The line that contains "#[derive(Debug, Eq, PartialEq)]" marks the end: retype the data below exactly from its first line through that line.

+++ DATA FOR PROCESSING +++

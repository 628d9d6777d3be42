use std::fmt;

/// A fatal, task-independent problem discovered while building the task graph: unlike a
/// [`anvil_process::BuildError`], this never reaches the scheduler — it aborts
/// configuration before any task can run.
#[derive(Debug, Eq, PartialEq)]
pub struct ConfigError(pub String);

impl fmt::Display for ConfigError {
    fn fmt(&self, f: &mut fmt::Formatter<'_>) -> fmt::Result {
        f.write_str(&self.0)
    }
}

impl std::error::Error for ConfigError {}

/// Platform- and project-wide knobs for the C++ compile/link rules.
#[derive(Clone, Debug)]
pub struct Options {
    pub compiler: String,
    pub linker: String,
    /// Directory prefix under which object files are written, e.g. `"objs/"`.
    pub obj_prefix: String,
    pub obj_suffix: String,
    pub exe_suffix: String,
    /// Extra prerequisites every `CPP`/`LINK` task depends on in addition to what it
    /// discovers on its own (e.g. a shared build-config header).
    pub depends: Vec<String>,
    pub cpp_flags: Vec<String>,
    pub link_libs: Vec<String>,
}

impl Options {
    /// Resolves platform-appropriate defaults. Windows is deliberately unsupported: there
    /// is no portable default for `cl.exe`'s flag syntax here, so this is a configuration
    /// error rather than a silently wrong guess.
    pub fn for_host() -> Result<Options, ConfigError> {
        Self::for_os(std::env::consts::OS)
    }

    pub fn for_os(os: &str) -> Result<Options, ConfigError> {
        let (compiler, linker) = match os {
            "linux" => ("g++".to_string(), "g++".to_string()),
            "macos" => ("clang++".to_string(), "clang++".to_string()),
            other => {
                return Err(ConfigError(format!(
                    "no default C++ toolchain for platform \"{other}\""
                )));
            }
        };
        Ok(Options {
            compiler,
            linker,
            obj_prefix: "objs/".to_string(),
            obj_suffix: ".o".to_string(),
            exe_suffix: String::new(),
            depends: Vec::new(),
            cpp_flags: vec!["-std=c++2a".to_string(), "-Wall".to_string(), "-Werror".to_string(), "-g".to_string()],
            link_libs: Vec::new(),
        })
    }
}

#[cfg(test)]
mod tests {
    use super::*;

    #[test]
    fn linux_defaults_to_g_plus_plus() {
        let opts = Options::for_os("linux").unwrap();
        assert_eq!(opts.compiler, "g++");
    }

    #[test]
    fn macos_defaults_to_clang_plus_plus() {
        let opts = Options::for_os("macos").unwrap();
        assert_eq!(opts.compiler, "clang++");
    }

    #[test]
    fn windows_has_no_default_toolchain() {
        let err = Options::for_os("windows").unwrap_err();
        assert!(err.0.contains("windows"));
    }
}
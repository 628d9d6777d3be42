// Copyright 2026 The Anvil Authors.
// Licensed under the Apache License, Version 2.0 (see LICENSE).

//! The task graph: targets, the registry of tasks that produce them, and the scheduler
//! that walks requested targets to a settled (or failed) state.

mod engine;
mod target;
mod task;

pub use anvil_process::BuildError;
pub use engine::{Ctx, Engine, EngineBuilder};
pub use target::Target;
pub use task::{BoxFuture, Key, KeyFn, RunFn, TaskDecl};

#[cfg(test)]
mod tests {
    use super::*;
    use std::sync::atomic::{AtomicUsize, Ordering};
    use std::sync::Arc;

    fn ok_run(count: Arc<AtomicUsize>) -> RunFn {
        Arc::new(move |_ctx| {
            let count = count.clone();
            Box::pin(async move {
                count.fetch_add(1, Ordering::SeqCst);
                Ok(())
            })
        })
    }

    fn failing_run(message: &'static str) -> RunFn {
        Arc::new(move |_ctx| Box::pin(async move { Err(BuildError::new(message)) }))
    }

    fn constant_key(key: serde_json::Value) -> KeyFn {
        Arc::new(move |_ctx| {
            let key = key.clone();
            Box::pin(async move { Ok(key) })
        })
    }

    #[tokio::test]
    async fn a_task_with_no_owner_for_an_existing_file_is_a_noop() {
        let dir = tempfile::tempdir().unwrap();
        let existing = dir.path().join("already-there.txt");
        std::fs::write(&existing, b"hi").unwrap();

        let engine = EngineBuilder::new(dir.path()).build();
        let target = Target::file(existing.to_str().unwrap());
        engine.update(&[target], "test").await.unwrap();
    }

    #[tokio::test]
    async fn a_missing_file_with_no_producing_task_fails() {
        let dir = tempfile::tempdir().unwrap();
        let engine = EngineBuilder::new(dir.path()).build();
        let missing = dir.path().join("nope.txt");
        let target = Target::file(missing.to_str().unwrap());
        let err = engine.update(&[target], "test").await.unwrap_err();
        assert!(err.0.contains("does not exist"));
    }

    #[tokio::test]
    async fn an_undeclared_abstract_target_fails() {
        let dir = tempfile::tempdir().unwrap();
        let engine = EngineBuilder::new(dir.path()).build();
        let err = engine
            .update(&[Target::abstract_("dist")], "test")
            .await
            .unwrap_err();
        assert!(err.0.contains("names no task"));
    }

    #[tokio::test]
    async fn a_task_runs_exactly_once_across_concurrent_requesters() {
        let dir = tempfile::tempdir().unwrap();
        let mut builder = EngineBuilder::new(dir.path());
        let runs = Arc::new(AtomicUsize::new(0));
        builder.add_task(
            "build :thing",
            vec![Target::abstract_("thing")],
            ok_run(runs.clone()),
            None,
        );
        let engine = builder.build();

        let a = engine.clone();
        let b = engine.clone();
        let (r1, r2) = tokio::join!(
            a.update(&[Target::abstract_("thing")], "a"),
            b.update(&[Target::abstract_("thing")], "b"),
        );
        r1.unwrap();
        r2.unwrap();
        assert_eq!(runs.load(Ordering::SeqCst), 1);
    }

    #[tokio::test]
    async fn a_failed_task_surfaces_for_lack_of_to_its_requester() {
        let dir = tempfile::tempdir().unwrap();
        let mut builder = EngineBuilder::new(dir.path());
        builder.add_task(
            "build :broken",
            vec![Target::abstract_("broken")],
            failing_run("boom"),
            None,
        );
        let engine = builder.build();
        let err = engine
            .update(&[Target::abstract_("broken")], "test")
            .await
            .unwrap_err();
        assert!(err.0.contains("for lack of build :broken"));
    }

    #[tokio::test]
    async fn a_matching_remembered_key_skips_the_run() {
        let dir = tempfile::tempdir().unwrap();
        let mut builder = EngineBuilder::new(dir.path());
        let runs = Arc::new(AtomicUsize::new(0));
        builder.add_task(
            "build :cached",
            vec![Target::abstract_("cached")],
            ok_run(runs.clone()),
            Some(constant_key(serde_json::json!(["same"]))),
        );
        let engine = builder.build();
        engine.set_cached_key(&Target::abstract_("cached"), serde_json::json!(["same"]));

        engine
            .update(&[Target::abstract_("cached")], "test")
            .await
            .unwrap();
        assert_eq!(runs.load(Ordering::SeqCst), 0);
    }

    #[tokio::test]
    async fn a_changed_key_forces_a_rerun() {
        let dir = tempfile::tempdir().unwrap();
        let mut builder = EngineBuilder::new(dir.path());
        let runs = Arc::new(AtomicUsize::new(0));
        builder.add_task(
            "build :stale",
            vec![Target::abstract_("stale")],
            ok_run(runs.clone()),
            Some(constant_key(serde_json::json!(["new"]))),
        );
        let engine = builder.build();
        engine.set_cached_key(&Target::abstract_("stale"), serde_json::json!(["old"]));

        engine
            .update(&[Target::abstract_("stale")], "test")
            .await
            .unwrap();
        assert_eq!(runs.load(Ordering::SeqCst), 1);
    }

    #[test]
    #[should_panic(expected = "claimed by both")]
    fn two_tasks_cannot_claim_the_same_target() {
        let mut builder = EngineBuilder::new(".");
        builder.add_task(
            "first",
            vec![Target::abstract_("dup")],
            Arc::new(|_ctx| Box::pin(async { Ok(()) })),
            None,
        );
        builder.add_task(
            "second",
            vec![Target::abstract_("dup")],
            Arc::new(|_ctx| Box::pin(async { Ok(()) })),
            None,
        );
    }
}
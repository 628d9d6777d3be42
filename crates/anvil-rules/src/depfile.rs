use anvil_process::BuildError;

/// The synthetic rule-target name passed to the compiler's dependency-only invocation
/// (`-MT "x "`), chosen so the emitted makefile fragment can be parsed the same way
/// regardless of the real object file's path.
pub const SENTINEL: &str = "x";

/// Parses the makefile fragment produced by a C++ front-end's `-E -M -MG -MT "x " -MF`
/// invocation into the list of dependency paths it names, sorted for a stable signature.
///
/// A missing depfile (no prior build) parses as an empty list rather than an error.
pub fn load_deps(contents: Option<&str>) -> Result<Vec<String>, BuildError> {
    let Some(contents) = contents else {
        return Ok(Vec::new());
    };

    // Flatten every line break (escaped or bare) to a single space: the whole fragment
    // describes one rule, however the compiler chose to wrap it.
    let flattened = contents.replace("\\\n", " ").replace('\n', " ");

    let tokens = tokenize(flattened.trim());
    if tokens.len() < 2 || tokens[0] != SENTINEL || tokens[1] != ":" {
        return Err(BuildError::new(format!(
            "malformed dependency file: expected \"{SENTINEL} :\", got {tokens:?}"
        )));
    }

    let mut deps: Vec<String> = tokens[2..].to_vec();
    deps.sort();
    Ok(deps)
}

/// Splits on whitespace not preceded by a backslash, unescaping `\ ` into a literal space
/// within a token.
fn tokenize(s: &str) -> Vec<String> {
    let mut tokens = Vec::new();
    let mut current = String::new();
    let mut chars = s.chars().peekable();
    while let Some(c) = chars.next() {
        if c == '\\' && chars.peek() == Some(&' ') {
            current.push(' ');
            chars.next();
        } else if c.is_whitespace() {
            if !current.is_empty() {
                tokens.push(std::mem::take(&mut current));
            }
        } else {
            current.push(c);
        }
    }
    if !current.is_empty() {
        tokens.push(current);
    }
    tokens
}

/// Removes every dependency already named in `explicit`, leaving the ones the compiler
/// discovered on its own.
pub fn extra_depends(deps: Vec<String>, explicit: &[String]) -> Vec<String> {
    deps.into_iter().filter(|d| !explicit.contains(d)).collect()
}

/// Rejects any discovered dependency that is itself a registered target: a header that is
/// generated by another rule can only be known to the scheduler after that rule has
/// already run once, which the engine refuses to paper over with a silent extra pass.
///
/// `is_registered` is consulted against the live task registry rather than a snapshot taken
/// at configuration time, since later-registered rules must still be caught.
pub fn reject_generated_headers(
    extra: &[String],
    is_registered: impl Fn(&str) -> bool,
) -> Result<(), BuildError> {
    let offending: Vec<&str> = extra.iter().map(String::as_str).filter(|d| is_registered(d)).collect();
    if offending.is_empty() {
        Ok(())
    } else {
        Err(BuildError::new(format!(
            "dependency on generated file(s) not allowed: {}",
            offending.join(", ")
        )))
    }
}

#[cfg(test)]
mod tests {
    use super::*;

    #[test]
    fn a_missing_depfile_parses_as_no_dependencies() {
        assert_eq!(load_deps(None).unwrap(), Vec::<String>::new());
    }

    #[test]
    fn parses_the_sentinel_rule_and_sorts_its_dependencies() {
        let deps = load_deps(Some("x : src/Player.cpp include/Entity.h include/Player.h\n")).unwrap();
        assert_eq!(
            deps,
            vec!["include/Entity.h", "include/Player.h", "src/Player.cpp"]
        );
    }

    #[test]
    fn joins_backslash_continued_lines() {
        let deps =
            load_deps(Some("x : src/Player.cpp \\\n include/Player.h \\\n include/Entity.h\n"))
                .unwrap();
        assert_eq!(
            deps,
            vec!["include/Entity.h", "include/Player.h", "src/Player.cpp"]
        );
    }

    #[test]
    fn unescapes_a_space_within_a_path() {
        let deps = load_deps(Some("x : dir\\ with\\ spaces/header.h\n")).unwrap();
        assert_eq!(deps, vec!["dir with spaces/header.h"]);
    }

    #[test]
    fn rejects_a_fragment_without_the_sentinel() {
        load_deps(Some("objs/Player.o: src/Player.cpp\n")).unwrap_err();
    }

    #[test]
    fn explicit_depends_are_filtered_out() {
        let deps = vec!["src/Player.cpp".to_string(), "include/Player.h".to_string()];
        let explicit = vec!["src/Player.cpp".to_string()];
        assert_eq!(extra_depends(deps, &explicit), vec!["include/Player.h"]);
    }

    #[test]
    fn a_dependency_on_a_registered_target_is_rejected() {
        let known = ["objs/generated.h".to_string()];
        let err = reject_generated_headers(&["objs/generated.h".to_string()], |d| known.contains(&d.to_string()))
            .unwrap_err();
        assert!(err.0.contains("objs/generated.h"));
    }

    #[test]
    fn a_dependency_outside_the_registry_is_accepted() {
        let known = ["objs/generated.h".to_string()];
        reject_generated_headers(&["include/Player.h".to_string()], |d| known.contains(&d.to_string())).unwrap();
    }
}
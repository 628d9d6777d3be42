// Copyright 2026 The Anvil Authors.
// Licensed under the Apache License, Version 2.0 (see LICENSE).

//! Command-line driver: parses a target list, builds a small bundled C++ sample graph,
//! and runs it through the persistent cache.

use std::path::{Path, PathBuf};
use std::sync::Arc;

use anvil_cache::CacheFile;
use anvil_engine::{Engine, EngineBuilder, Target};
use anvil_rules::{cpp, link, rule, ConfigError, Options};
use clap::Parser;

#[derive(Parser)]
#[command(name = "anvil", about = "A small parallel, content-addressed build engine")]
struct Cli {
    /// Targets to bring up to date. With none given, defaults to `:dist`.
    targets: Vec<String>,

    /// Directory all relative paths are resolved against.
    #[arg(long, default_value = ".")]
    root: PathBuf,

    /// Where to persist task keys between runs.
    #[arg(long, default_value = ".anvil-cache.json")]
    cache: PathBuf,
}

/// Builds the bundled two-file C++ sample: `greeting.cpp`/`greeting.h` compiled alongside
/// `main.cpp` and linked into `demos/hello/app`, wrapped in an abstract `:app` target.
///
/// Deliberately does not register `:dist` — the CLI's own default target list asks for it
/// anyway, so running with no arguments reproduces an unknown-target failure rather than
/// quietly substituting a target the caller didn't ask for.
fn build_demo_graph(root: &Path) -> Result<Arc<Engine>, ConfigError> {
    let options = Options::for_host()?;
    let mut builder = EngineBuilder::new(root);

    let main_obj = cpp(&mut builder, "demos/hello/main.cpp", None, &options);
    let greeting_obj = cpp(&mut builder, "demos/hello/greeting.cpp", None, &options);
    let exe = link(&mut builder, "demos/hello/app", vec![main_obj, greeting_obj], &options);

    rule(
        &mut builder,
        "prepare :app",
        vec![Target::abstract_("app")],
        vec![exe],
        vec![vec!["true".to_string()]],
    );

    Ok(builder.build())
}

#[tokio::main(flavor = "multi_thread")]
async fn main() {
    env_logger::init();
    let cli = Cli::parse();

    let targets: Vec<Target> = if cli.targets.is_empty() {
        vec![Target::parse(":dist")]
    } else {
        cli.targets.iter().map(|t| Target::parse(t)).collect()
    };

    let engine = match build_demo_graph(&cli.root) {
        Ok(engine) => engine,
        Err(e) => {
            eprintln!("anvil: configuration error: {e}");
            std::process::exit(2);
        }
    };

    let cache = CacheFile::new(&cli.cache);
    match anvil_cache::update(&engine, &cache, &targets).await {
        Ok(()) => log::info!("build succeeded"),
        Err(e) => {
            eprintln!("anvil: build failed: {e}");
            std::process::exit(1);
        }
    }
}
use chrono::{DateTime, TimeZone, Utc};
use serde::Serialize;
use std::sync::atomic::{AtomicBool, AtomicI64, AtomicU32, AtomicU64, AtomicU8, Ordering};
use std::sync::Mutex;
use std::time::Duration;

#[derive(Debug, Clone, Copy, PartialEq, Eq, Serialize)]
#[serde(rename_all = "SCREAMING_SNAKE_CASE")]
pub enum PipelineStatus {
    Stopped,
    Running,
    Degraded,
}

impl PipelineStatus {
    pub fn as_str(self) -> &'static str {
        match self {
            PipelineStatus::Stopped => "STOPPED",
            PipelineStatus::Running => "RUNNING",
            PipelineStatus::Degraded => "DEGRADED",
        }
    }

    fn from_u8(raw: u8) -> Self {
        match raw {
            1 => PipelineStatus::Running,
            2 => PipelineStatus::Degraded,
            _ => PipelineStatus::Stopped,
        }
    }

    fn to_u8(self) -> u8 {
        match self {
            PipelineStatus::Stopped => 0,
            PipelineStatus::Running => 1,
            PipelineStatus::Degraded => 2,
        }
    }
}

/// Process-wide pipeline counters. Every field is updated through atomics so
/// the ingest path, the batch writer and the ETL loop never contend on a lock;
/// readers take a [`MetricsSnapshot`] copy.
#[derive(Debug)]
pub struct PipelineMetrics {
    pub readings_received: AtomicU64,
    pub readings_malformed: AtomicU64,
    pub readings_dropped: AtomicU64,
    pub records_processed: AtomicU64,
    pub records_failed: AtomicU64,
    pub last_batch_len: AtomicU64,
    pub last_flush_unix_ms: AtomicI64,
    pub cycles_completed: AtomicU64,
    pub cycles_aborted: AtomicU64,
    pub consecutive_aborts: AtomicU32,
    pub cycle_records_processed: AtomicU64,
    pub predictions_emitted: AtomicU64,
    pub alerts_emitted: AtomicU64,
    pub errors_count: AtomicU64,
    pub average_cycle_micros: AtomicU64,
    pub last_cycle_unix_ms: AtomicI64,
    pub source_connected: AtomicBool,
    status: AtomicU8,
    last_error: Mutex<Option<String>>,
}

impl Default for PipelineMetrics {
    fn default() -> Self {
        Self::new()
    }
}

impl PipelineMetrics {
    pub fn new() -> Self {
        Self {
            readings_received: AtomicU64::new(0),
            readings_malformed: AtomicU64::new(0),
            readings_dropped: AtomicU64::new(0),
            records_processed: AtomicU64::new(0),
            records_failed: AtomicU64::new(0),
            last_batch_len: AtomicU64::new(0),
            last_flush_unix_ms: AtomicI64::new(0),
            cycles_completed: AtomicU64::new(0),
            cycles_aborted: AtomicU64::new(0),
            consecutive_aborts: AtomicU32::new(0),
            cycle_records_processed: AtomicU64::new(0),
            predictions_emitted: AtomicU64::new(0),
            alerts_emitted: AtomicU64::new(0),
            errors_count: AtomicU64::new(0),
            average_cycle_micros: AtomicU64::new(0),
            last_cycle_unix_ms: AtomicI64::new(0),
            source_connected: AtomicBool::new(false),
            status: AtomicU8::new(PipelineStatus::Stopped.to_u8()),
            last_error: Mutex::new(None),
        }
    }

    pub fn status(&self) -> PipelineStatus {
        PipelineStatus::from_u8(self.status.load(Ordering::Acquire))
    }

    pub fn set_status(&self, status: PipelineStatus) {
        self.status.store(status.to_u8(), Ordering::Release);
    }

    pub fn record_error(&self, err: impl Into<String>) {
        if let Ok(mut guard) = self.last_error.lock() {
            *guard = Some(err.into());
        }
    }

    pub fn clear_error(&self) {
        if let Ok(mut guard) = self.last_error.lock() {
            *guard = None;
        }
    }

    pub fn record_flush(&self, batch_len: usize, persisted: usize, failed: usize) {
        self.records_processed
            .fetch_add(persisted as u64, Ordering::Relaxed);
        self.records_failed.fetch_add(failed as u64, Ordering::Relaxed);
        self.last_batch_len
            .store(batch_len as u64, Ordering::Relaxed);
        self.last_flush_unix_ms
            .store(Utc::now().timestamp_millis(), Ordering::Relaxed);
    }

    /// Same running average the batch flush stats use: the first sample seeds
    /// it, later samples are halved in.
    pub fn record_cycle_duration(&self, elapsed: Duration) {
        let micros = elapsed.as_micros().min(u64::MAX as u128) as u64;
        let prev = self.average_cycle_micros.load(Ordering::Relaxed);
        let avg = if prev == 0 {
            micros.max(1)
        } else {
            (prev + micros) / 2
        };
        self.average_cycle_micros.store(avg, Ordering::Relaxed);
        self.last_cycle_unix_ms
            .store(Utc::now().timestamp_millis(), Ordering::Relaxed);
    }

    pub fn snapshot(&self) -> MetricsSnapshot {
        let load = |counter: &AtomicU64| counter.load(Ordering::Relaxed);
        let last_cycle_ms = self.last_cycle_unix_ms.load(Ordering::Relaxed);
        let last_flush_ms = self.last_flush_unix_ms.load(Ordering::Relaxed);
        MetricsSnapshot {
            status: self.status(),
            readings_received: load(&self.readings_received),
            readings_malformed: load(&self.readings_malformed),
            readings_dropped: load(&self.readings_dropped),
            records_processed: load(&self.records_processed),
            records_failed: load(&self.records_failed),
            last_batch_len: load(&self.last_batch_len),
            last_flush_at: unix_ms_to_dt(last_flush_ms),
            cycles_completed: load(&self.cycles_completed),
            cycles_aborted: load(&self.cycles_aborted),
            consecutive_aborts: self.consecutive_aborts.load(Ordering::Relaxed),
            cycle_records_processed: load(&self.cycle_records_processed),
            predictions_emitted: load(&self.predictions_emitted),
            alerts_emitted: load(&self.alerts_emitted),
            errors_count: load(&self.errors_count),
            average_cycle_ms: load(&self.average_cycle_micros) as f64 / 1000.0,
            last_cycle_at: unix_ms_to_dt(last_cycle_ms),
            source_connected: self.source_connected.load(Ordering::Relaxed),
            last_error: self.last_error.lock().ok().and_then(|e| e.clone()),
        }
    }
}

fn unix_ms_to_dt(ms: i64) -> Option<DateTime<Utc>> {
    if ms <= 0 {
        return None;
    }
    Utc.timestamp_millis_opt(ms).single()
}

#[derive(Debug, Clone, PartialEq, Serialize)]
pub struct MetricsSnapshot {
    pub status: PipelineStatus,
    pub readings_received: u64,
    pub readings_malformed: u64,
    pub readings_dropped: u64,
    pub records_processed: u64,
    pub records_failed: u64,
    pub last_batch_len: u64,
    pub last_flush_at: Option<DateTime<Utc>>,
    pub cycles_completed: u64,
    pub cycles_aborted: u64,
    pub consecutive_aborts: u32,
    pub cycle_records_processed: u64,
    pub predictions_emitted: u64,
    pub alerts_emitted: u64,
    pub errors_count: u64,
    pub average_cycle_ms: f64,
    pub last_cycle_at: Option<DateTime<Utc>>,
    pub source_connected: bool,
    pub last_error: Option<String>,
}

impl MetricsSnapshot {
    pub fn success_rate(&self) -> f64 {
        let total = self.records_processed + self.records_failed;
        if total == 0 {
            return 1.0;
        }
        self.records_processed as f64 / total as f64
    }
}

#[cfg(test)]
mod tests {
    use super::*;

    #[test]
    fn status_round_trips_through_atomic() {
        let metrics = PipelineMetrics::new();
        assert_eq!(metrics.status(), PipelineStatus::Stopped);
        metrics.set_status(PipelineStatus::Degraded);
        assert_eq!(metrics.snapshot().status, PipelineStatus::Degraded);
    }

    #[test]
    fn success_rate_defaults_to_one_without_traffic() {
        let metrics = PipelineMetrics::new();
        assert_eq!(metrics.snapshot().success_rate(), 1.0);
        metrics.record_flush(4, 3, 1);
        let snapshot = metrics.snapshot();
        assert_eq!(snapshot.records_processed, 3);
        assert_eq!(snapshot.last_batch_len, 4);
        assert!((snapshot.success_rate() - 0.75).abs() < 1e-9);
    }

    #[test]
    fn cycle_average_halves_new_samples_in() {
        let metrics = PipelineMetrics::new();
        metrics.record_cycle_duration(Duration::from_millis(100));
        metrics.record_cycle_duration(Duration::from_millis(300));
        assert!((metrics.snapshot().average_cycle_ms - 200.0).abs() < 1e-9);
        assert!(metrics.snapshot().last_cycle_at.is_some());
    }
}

+++

→ OUTPUT FOR THIS TASK:
repository 628d9d6777d3be42
use std::fmt;

/// A fatal, task-independent problem discovered while building the task graph: unlike a
/// [`anvil_process::BuildError`], this never reaches the scheduler — it aborts
/// configuration before any task can run.
#[derive(Debug, Eq, PartialEq)]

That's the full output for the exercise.